Pelletier la miró con suspicacia, pero no dijo nada.
– Hay otro favor que debo pedirte, Alaïs. El vizconde Trencavel quiere celebrar públicamente su regreso a salvo a Carcassona, antes de que se difunda la noticia del fracaso de nuestra embajada ante el conde de Tolosa. Dòmna Agnès irá a misa de vísperas en Sant Nazari esta tarde, en lugar de quedarse aquí en su capilla. -Hizo una pausa-. Quiero que también vayáis tú y tu hermana.
Alaïs se sorprendió.

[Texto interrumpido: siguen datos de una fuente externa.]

//! Optional full-content fetching for search hits.

use async_trait::async_trait;
use futures::future::join_all;
use scraper::{ElementRef, Html, Selector};
use std::collections::HashMap;
use std::sync::atomic::{AtomicUsize, Ordering};
use std::time::Duration;

use crate::error::FetchError;
use crate::retrieval::domain_for_url;

/// Readable content extracted from a page.
#[derive(Debug, Clone, Default, PartialEq, Eq)]
pub struct FetchedContent {
    /// Page title, if one was found.
    pub title: Option<String>,
    /// Main text, whitespace-compacted.
    pub content: String,
}

impl FetchedContent {
    /// Create fetched content.
    #[must_use]
    pub fn new(title: Option<String>, content: impl Into<String>) -> Self {
        Self {
            title,
            content: content.into(),
        }
    }
}

/// Retrieves the readable content behind a URL.
#[async_trait]
pub trait ContentFetcher: Send + Sync {
    /// Fetch `url`. `Ok(None)` means the page had no usable content.
    async fn fetch(&self, url: &str) -> Result<Option<FetchedContent>, FetchError>;
}

/// Fetch every URL concurrently, each bounded by `per_url_timeout`.
///
/// The output is index-aligned with `urls`; failed, timed-out and non-HTTP
/// URLs yield `None`.
pub async fn fetch_contents<F: ContentFetcher + ?Sized>(
    fetcher: &F,
    urls: &[&str],
    per_url_timeout: Duration,
) -> Vec<Option<FetchedContent>> {
    let futures = urls.iter().map(|url| async move {
        if !url.starts_with("http://") && !url.starts_with("https://") {
            return None;
        }
        match tokio::time::timeout(per_url_timeout, fetcher.fetch(url)).await {
            Ok(Ok(content)) => content,
            Ok(Err(e)) => {
                tracing::debug!(url = %url, error = %e, "Content fetch failed");
                None
            }
            Err(_) => {
                tracing::debug!(url = %url, "Content fetch timed out");
                None
            }
        }
    });
    join_all(futures).await
}

/// Largest HTML document parsed for readable text, in bytes.
pub const MAX_PAGE_BYTES: usize = 2 * 1024 * 1024;

const HIDDEN_ELEMENTS: [&str; 4] = ["script", "style", "noscript", "template"];

/// Extract the title and main text from an HTML document.
///
/// The text comes from paragraphs and list items of the first `article`,
/// `main` or `body` element, falling back to all text of that element.
/// Script and style text is skipped. Only the first [`MAX_PAGE_BYTES`] of
/// `html` are parsed.
#[must_use]
pub fn extract_readable(html: &str) -> FetchedContent {
    let document = Html::parse_document(bounded_html(html, MAX_PAGE_BYTES));

    let title = first_text(&document, "title")
        .or_else(|| first_text(&document, "h1"))
        .or_else(|| {
            Selector::parse(r#"meta[property="og:title"]"#)
                .ok()
                .and_then(|sel| {
                    document
                        .select(&sel)
                        .next()
                        .and_then(|m| m.value().attr("content"))
                        .map(compact_ws)
                })
                .filter(|t| !t.is_empty())
        });

    let root = ["article", "main", "body"].iter().find_map(|name| {
        Selector::parse(name)
            .ok()
            .and_then(|sel| document.select(&sel).next())
    });

    let Some(root) = root else {
        return FetchedContent::new(title, String::new());
    };

    let mut blocks = Vec::new();
    if let Ok(block_sel) = Selector::parse("p, li") {
        for elem in root.select(&block_sel) {
            let text = compact_ws(&text_content(elem));
            if !text.is_empty() {
                blocks.push(text);
            }
        }
    }

    let content = if blocks.is_empty() {
        compact_ws(&text_content(root))
    } else {
        blocks.join(" ")
    };

    FetchedContent::new(title, content)
}

/// A display title derived from a URL's domain.
#[must_use]
pub fn title_from_url(url: &str) -> String {
    domain_for_url(url).unwrap_or_else(|| "Web Source".to_string())
}

/// Collapse runs of whitespace into single spaces and trim.
#[must_use]
pub fn compact_ws(text: &str) -> String {
    text.split_whitespace().collect::<Vec<_>>().join(" ")
}

fn bounded_html(html: &str, max_bytes: usize) -> &str {
    if html.len() <= max_bytes {
        return html;
    }
    let mut end = max_bytes;
    while !html.is_char_boundary(end) {
        end -= 1;
    }
    &html[..end]
}

fn text_content(elem: ElementRef<'_>) -> String {
    elem.descendants()
        .filter_map(|node| {
            let text = node.value().as_text()?;
            let hidden = node.ancestors().any(|a| {
                a.value()
                    .as_element()
                    .is_some_and(|e| HIDDEN_ELEMENTS.contains(&e.name()))
            });
            (!hidden).then_some(&**text)
        })
        .collect::<Vec<_>>()
        .join(" ")
}

fn first_text(document: &Html, selector: &str) -> Option<String> {
    let sel = Selector::parse(selector).ok()?;
    document
        .select(&sel)
        .next()
        .map(|e| compact_ws(&text_content(e)))
        .filter(|t| !t.is_empty())
}

/// A content fetcher serving pages from memory.
#[derive(Debug, Default)]
pub struct MockContentFetcher {
    pages: HashMap<String, FetchedContent>,
    calls: AtomicUsize,
}

impl MockContentFetcher {
    /// Create an empty mock fetcher.
    #[must_use]
    pub fn new() -> Self {
        Self::default()
    }

    /// Serve `content` for `url`.
    #[must_use]
    pub fn with_page(mut self, url: impl Into<String>, content: FetchedContent) -> Self {
        self.pages.insert(url.into(), content);
        self
    }

    /// Number of `fetch` calls so far.
    #[must_use]
    pub fn call_count(&self) -> usize {
        self.calls.load(Ordering::Relaxed)
    }
}

#[async_trait]
impl ContentFetcher for MockContentFetcher {
    async fn fetch(&self, url: &str) -> Result<Option<FetchedContent>, FetchError> {
        self.calls.fetch_add(1, Ordering::Relaxed);
        match self.pages.get(url) {
            Some(content) => Ok(Some(content.clone())),
            None => Err(FetchError::Status {
                status: 404,
                url: url.to_string(),
            }),
        }
    }
}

De vez en cuando asistía a los servicios de la capilla del Château Comtal, pero nunca iba a misa a la catedral, y su padre jamás había cuestionado su decisión.
– Comprendo que estés cansada, pero el vizconde Trencavel considera importante que no pueda haber críticas justificadas de su proceder, ni de la conducta de sus allegados más directos, en un momento como éste. Si hay espías dentro de la Ciutat (y con seguridad los hay), no queremos que nuestras flaquezas espirituales (pues así serán interpretadas) lleguen a oídos de nuestros enemigos.